Before generating configurations from the pulling simulation, we first need to decide the number of windows to use for the production run. This requires experience and sometimes trials and errors, but the general goal is to ensure that the CV distributions of neighboring windows have sufficient overlap. For simple systems like NaCl, 8 windows should be sufficient. For more complicated cases where you might want to sample a wider range of CV values or even have multiple CVs, you might need more windows.

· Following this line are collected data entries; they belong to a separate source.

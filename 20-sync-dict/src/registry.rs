//! Live set of connected subscribers.
//!
//! The connection layer registers and deregisters; the dispatcher only reads.
//! Each subscriber gets an unbounded outbox drained by its own writer task,
//! so handing a message to a subscriber never waits on its transport.

use std::{
    collections::BTreeMap,
    fmt,
    sync::{
        Arc,
        atomic::{AtomicU64, Ordering},
    },
};

use thiserror::Error;
use tokio::sync::{RwLock, mpsc};

use crate::action::Outbound;

#[derive(Debug, Clone, Copy, PartialEq, Eq, Hash, PartialOrd, Ord)]
pub struct SubscriberId(u64);

impl From<u64> for SubscriberId {
    fn from(id: u64) -> Self {
        Self(id)
    }
}

impl fmt::Display for SubscriberId {
    fn fmt(&self, f: &mut fmt::Formatter<'_>) -> fmt::Result {
        write!(f, "#{}", self.0)
    }
}

#[derive(Debug, Error, PartialEq, Eq)]
pub enum DeliveryFailure {
    #[error("subscriber {0} is not registered")]
    UnknownSubscriber(SubscriberId),
    #[error("subscriber {id} ({identity}) is closed")]
    Closed { id: SubscriberId, identity: String },
}

/// Messages waiting to be written to one subscriber's transport.
pub type Outbox = mpsc::UnboundedReceiver<Arc<Outbound>>;

#[derive(Debug, Clone)]
pub struct SubscriberHandle {
    id: SubscriberId,
    identity: String,
    outbox: mpsc::UnboundedSender<Arc<Outbound>>,
}

impl SubscriberHandle {
    pub fn id(&self) -> SubscriberId {
        self.id
    }

    /// Connection identity, e.g. the peer's `host:port`.
    pub fn identity(&self) -> &str {
        &self.identity
    }

    pub fn deliver(&self, message: Arc<Outbound>) -> Result<(), DeliveryFailure> {
        self.outbox.send(message).map_err(|_| DeliveryFailure::Closed {
            id: self.id,
            identity: self.identity.clone(),
        })
    }
}

#[derive(Debug)]
pub struct SubscriberRegistry {
    subscribers: RwLock<BTreeMap<SubscriberId, SubscriberHandle>>,
    next_id: AtomicU64,
}

impl SubscriberRegistry {
    pub fn new() -> Self {
        Self {
            subscribers: RwLock::new(BTreeMap::new()),
            next_id: AtomicU64::new(1),
        }
    }

    /// Adds a subscriber and returns the outbox its writer should drain.
    pub async fn register(&self, identity: impl Into<String>) -> (SubscriberId, Outbox) {
        let id = SubscriberId(self.next_id.fetch_add(1, Ordering::Relaxed));
        let (outbox, rx) = mpsc::unbounded_channel();
        let handle = SubscriberHandle {
            id,
            identity: identity.into(),
            outbox,
        };
        self.subscribers.write().await.insert(id, handle);
        (id, rx)
    }

    /// Removes a subscriber, dropping its outbox sender. Returns the identity
    /// it was registered under.
    pub async fn deregister(&self, id: SubscriberId) -> Option<String> {
        self.subscribers
            .write()
            .await
            .remove(&id)
            .map(|handle| handle.identity)
    }

    pub async fn get(&self, id: SubscriberId) -> Option<SubscriberHandle> {
        self.subscribers.read().await.get(&id).cloned()
    }

    /// Copy of the current members in registration order. The lock is not
    /// held while the caller iterates.
    pub async fn members(&self) -> Vec<SubscriberHandle> {
        self.subscribers.read().await.values().cloned().collect()
    }

    pub async fn identities(&self) -> Vec<String> {
        self.subscribers
            .read()
            .await
            .values()
            .map(|handle| handle.identity.clone())
            .collect()
    }

    pub async fn len(&self) -> usize {
        self.subscribers.read().await.len()
    }

    pub async fn is_empty(&self) -> bool {
        self.subscribers.read().await.is_empty()
    }
}

impl Default for SubscriberRegistry {
    fn default() -> Self {
        Self::new()
    }
}

#[cfg(test)]
mod tests {
    use super::*;
    use crate::action::Snapshot;

    #[tokio::test]
    async fn members_follow_registration_order() {
        let registry = SubscriberRegistry::new();
        let (first, _rx_a) = registry.register("10.0.0.1:1").await;
        let (second, _rx_b) = registry.register("10.0.0.2:2").await;

        let ids: Vec<_> = registry.members().await.iter().map(|h| h.id()).collect();
        assert_eq!(ids, vec![first, second]);
        assert_eq!(
            registry.identities().await,
            vec!["10.0.0.1:1".to_string(), "10.0.0.2:2".to_string()]
        );
    }

    #[tokio::test]
    async fn deregister_closes_the_outbox() {
        let registry = SubscriberRegistry::new();
        let (id, mut outbox) = registry.register("peer:1").await;

        assert_eq!(registry.deregister(id).await.as_deref(), Some("peer:1"));
        assert!(registry.is_empty().await);
        assert!(registry.get(id).await.is_none());
        assert!(outbox.recv().await.is_none());
    }

    #[tokio::test]
    async fn deliver_fails_once_writer_is_gone() {
        let registry = SubscriberRegistry::new();
        let (id, outbox) = registry.register("peer:1").await;
        let handle = registry.get(id).await.expect("registered");
        drop(outbox);

        let message = Arc::new(Outbound::sync(0, "peer:1", Snapshot::new()));
        assert_eq!(
            handle.deliver(message),
            Err(DeliveryFailure::Closed {
                id,
                identity: "peer:1".into()
            })
        );
    }
}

To determine the center of each window, it is common to simply divide the CV range linearly, which might not always be optimal but should serve as a decent starting point. In our case, we define the equally spaced centers with the ion-pair distance ranging from the minimum value observed in the pulling simulation up to 0.6 nm. Depending on the force constants we want to use in the next section for umbrella localization, the center of the last window, hence its probability distribution, should not be too close to the upper bound (i.e., 0.7248 nm) so that a configuration with a CV value exceeding the upper bound is unlikely.

Below we use a Python script to identify the time frames in the pulling simulation at which the configuration has a CV value close to the desired value, i.e., the predefined center of the window.

import numpy as np
pullx = np.transpose(np.loadtxt('pull/pullx.xvg', comments=['@', '#']))
t, dist = pullx[0], pullx[1]
centers = np.linspace(min(dist), 0.6, 8)  # the spacing between windows should be around 0.05 nm
diff_list = np.abs([dist - i for i in centers])
diff_idx = [np.argmin(diff_list[i]) for i in range(len(centers))]  # dist[diff_idx]: distances closet to the centers
t_extract = t[diff_idx]  # in ps
print(f'The ion-pair distances (in nm) of the chosen configurations are: {dist[diff_idx]}')
print(f'The initial configurations will be extracted from the following time frames (in ps): {t_extract}')

The script should give STDOUT like below:

The ion-pair distances (in nm) of the chosen configurations are: [0.248848 0.29903  0.349314 0.39936  0.449456 0.499348 0.549502 0.599458]
The initial configurations will be extracted from the following time frames (in ps): [ 28.8  58.8 128.1 100.2 139.3 156.6 235.6 247.3]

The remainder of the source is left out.